Sanitation is poor owing to the shortage of safe water, due to burst pipes. Piped water rarely reaches the highest floors of apartment buildings. In most of the illegal buildings there is no water supply at all. The sewers in Stolipinovo are mostly dysfunctional and overflowing, forming puddles in the streets. Illegal buildings are not connected at all. Household waste is typically hurled from windows and balconies of apartments onto heaps on the ground below.

Inevitably, these problems caused a hepatitis A epidemic in the summer of 2006 which affected at least 637 persons in Stolipinovo, and spread to other parts of the city, Sheker Mahala in particular. As a result, RIOKOZ of the Ministry of Health completed a mass immunisation campaign of children in Plovdiv by the end of October 2006. Other emergency measures undertaken by the municipality included dismantlement of illegal kiosks that had lined the streets and disposal of refuse left uncollected for years.

===Electricity debt===

The overcoming of this humanitarian and economic problem, which had been neglected for many years, was undertaken by EVN Bulgaria – a subsidiary of the Austrian utility company, which in 2004 acquired the Electricity Distributing Companies in South Eastern Bulgaria and inherited the debts, the regime, the damaged electricity grid, and the problematic relations with the clients. Company’s experts prepared a complete technical project, a programme for public-private partnership and an information campaign, the implementation of which took almost a year. The electricity grid was entirely renovated, including the installation of new on-ground boards, which allows a visual control on the readings of the electricity meters on behalf of the clients.

The project paid attention also to activities for improvement of the supplier-client relations. The old payments were stretched out according to a socially bearable scheme. Within the work on the project a lot of families, who had previously been illegally joined to the grid, were separated as new subscribers in compliance with the legal requirements. On one hand this improved the relations with the clients, and on the other restored their faith in the company.

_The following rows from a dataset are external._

//! Composition root.
//!
//! [`ReportingContext`] wires the policy, clock, delegate and uploader into
//! the cache, endpoint manager and delivery agent, and exposes the service
//! surface upstream code talks to.

use crate::cache::{EvictionSummary, ReportingCache};
use crate::clock::{Clock, SystemClock};
use crate::delegate::ReportingDelegate;
use crate::delivery_agent::{DeliveryAgent, ReportingState, RoundSummary, SharedState};
use crate::endpoint_manager::EndpointManager;
use crate::error::ReportingResult;
use crate::header::parse_report_to;
use crate::observer::{CacheObserver, NullObserver, RemovalReason};
use crate::persistence::PersistedState;
use crate::policy::ReportingPolicy;
use crate::types::{EndpointKey, EndpointRegistration, NewReport, Origin, ReportId};
use crate::uploader::ReportingUploader;
use parking_lot::Mutex;
use std::collections::HashSet;
use std::sync::Arc;
use std::time::Duration;
use tokio::sync::watch;
use tokio::task::JoinHandle;
use tokio::time::{interval, MissedTickBehavior};
use tracing::{debug, info, warn};
use url::Url;

/// Host-provided behaviors, chosen at construction time.
pub struct Collaborators {
    pub clock: Arc<dyn Clock>,
    pub delegate: Arc<dyn ReportingDelegate>,
    pub uploader: Arc<dyn ReportingUploader>,
    pub observer: Arc<dyn CacheObserver>,
    /// Seed for endpoint tie-breaks.
    pub rng_seed: u64,
}

impl Collaborators {
    /// System clock, no observer and a random seed.
    pub fn new(uploader: Arc<dyn ReportingUploader>, delegate: Arc<dyn ReportingDelegate>) -> Self {
        Self {
            clock: Arc::new(SystemClock::new()),
            delegate,
            uploader,
            observer: Arc::new(NullObserver),
            rng_seed: rand::random(),
        }
    }
}

/// Which kinds of data `remove_browsing_data` clears.
#[derive(Debug, Clone, Copy, PartialEq, Eq)]
pub struct DataTypes {
    pub reports: bool,
    pub endpoints: bool,
}

impl DataTypes {
    pub const REPORTS: DataTypes = DataTypes {
        reports: true,
        endpoints: false,
    };
    pub const ENDPOINTS: DataTypes = DataTypes {
        reports: false,
        endpoints: true,
    };
    pub const ALL: DataTypes = DataTypes {
        reports: true,
        endpoints: true,
    };
}

/// Counts of data removed by a clearing operation.
#[derive(Debug, Clone, Copy, Default, PartialEq, Eq)]
pub struct RemovalSummary {
    /// Reports removed, or doomed if in flight.
    pub reports: usize,
    pub endpoints: usize,
}

/// The reporting service.
pub struct ReportingContext {
    policy: Arc<ReportingPolicy>,
    clock: Arc<dyn Clock>,
    delegate: Arc<dyn ReportingDelegate>,
    state: SharedState,
    agent: Arc<DeliveryAgent>,
    tasks: Mutex<Vec<JoinHandle<()>>>,
    stop_tx: watch::Sender<bool>,
}

impl ReportingContext {
    /// Builds the context and restores persisted state.
    ///
    /// A delegate load failure or an undecodable blob is logged and the
    /// cache starts empty.
    pub fn new(policy: ReportingPolicy, collaborators: Collaborators) -> Self {
        let Collaborators {
            clock,
            delegate,
            uploader,
            observer,
            rng_seed,
        } = collaborators;
        let policy = Arc::new(policy);

        let mut cache = ReportingCache::new(policy.clone(), observer);
        load_persisted_state(&policy, clock.as_ref(), delegate.as_ref(), &mut cache);

        let state = Arc::new(Mutex::new(ReportingState {
            cache,
            endpoints: EndpointManager::new(policy.clone(), clock.clone(), rng_seed),
        }));
        let agent = Arc::new(DeliveryAgent::new(
            policy.clone(),
            clock.clone(),
            state.clone(),
            uploader,
        ));
        let (stop_tx, _) = watch::channel(false);

        Self {
            policy,
            clock,
            delegate,
            state,
            agent,
            tasks: Mutex::new(Vec::new()),
            stop_tx,
        }
    }

    pub fn policy(&self) -> &ReportingPolicy {
        &self.policy
    }

    // =========================================================================
    // Upstream entry points
    // =========================================================================

    /// Queues a report generated by the document at `url`.
    pub fn queue_report(
        &self,
        url: &Url,
        group: &str,
        report_type: &str,
        body: serde_json::Value,
    ) -> ReportingResult<ReportId> {
        let report = NewReport::new(url, group, report_type, body)?;
        let now = self.clock.now();
        self.state.lock().cache.add_report(report, now)
    }

    pub fn register_endpoint(&self, registration: EndpointRegistration) -> ReportingResult<()> {
        let now = self.clock.now();
        self.state.lock().cache.upsert_endpoint(registration, now)
    }

    pub fn unregister_endpoint(&self, key: &EndpointKey) -> bool {
        self.state
            .lock()
            .cache
            .remove_endpoint(key, RemovalReason::Cleared)
    }

    /// Applies a `Report-To` header received on `document_url`.
    ///
    /// Each declared group replaces the origin's previous endpoints for that
    /// group; a zero `max_age` removes the group. Returns the number of
    /// groups applied.
    pub fn process_header(&self, document_url: &Url, value: &str) -> ReportingResult<usize> {
        let groups = parse_report_to(document_url, value)?;
        let origin = Origin::from_url(document_url)?;
        let now = self.clock.now();

        let mut guard = self.state.lock();
        let cache = &mut guard.cache;
        let mut applied = 0;

        for group in groups {
            if group.is_removal() {
                let removed = cache.remove_endpoints_for_origin_group(&origin, &group.group);
                debug!(origin = %origin, group = %group.group, removed, "Header removed endpoint group");
                applied += 1;
                continue;
            }

            let declared: HashSet<&Url> = group.endpoints.iter().map(|e| &e.url).collect();
            cache.remove_endpoints_where(|key| {
                key.origin == origin && key.group == group.group && !declared.contains(&key.url)
            });

            for registration in group.registrations(&origin) {
                if let Err(e) = cache.upsert_endpoint(registration, now) {
                    warn!(origin = %origin, group = %group.group, error = %e, "Failed to register endpoint from header");
                }
            }
            applied += 1;
        }
        Ok(applied)
    }

    /// Removes reports and/or endpoints whose origin matches `origin_filter`.
    ///
    /// In-flight reports are removed when their upload completes.
    pub fn remove_browsing_data<F>(&self, data_types: DataTypes, origin_filter: F) -> RemovalSummary
    where
        F: Fn(&Origin) -> bool,
    {
        let mut guard = self.state.lock();
        let mut summary = RemovalSummary::default();
        if data_types.reports {
            summary.reports = guard
                .cache
                .remove_reports(|report| origin_filter(&report.origin));
        }
        if data_types.endpoints {
            summary.endpoints = guard
                .cache
                .remove_endpoints_where(|key| origin_filter(&key.origin));
        }
        info!(
            reports = summary.reports,
            endpoints = summary.endpoints,
            "Removed browsing data"
        );
        summary
    }

    /// Clears state according to the network-change policy.
    pub fn on_network_changed(&self) -> RemovalSummary {
        let mut guard = self.state.lock();
        let mut summary = RemovalSummary::default();
        if self.policy.clear_reports_on_network_change {
            summary.reports = guard.cache.remove_all_reports();
        }
        if self.policy.clear_endpoints_on_network_change {
            summary.endpoints = guard.cache.remove_all_endpoints();
        }
        info!(
            reports = summary.reports,
            endpoints = summary.endpoints,
            "Network changed"
        );
        summary
    }

    // =========================================================================
    // Scheduling
    // =========================================================================

    /// Runs a delivery round on the calling task's runtime.
    pub fn deliver_now(&self) -> RoundSummary {
        self.agent.deliver_round()
    }

    /// Asks the background delivery loop for a round.
    pub fn request_delivery(&self) {
        self.agent.request_delivery();
    }

    pub fn collect_garbage(&self) -> EvictionSummary {
        let now = self.clock.now();
        let summary = self.state.lock().cache.evict_expired(now);
        if summary != EvictionSummary::default() {
            debug!(
                reports = summary.reports,
                endpoints = summary.endpoints,
                "Garbage collected"
            );
        }
        summary
    }

    /// Writes the cache to the delegate if it changed since the last write.
    ///
    /// Returns whether anything was written. On failure the cache stays
    /// dirty so the next attempt retries.
    pub fn persist_now(&self) -> ReportingResult<bool> {
        let blob = {
            let mut guard = self.state.lock();
            if !guard.cache.take_dirty() {
                return Ok(false);
            }
            let state = PersistedState::snapshot(&guard.cache, self.clock.now(), self.clock.ticks());
            match state.to_bytes() {
                Ok(blob) => blob,
                Err(e) => {
                    guard.cache.mark_dirty();
                    return Err(e);
                }
            }
        };

        let size = blob.len();
        if let Err(e) = self.delegate.persist_state(blob) {
            warn!(error = %e, "Failed to persist reporting state");
            self.state.lock().cache.mark_dirty();
            return Err(e);
        }
        debug!(bytes = size, "Persisted reporting state");
        Ok(true)
    }

    /// Starts the delivery, garbage collection and persistence loops.
    pub fn start(self: &Arc<Self>) {
        let mut tasks = self.tasks.lock();
        if !tasks.is_empty() {
            warn!("Reporting context already started");
            return;
        }

        if let Some(handle) = self.agent.start() {
            tasks.push(handle);
        }
        tasks.push(self.spawn_periodic(
            self.policy.garbage_collection_interval,
            |context| {
                context.collect_garbage();
            },
        ));
        tasks.push(self.spawn_periodic(self.policy.persistence_interval, |context| {
            // Failures are logged by persist_now and retried next tick.
            let _ = context.persist_now();
        }));
        info!("Reporting context started");
    }

    fn spawn_periodic(
        self: &Arc<Self>,
        period: Duration,
        work: fn(&ReportingContext),
    ) -> JoinHandle<()> {
        let context = Arc::clone(self);
        let mut stop_rx = self.stop_tx.subscribe();
        tokio::spawn(async move {
            let mut ticker = interval(period);
            ticker.set_missed_tick_behavior(MissedTickBehavior::Delay);
            ticker.tick().await;
            loop {
                tokio::select! {
                    _ = ticker.tick() => work(&context),
                    _ = stop_rx.changed() => break,
                }
            }
        })
    }

    /// Waits for every outstanding upload to apply its outcome.
    pub async fn wait_for_uploads(&self) {
        self.agent.wait_for_uploads().await;
    }

    /// Uploads currently outstanding.
    pub fn pending_uploads(&self) -> usize {
        self.state.lock().endpoints.pending_count()
    }

    /// Stops the loops, waits up to `grace` for uploads, and persists.
    ///
    /// Returns the number of uploads abandoned.
    pub async fn shutdown(&self, grace: Duration) -> usize {
        let _ = self.stop_tx.send(true);
        let abandoned = self.agent.shutdown(grace).await;

        let tasks: Vec<JoinHandle<()>> = std::mem::take(&mut *self.tasks.lock());
        for task in tasks {
            let _ = task.await;
        }

        if self.persist_now().is_err() {
            warn!("Final persist failed; unsaved reporting state is lost");
        }
        info!(abandoned, "Reporting context shut down");
        abandoned
    }

    /// Runs `f` with read access to the cache.
    pub fn with_cache<R>(&self, f: impl FnOnce(&ReportingCache) -> R) -> R {
        f(&self.state.lock().cache)
    }
}

fn load_persisted_state(
    policy: &ReportingPolicy,
    clock: &dyn Clock,
    delegate: &dyn ReportingDelegate,
    cache: &mut ReportingCache,
) {
    let bytes = match delegate.load_persisted_state() {
        Ok(Some(bytes)) => bytes,
        Ok(None) => return,
        Err(e) => {
            warn!(error = %e, "Failed to load persisted reporting state; starting empty");
            return;
        }
    };

    match PersistedState::from_bytes(&bytes) {
        Ok(state) => {
            let summary = state.restore_into(
                cache,
                clock.now(),
                clock.ticks(),
                policy.persist_reports_across_restarts,
                policy.persist_endpoints_across_restarts,
            );
            info!(
                reports = summary.reports,
                endpoints = summary.endpoints,
                "Loaded persisted reporting state"
            );
        }
        Err(e) => {
            warn!(error = %e, "Discarding unreadable persisted reporting state");
        }
    }
}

EVN appointed Romani people to consulting positions working in the neighbourhood. Their obligations are to consult the clients upon comprehending the readings of their electricity meters as well as to carry out information campaigns directed to energy efficiency. Company’s cash desks facilitating payments were opened in the neighbourhood.

As a result, since 2007 the Roma community in Stolipinovo has started receiving 24-hour electricity supply. About 3 million Euros have been invested in the entire replacement of 185 kilometers of electricity grid, renovation or construction of a total of 17 transformer stations, opening of 4 cash desks on the territory of the neighbourhood, joining 6 400 subscribers to the grid. Success has been achieved, which few believed in before: the collectability in the neighbourhood has been raised from 3% in 2006 to 85% after the fulfillment of the project, and the technological losses decreased from 40% to 5%. The success in Stolipinovo reassured the management of EVN Bulgaria to apply the programme in other Roma-inhabited neighbourhoods on the territory of South Eastern Bulgaria and to ensure electricity supply according to all present-day standards.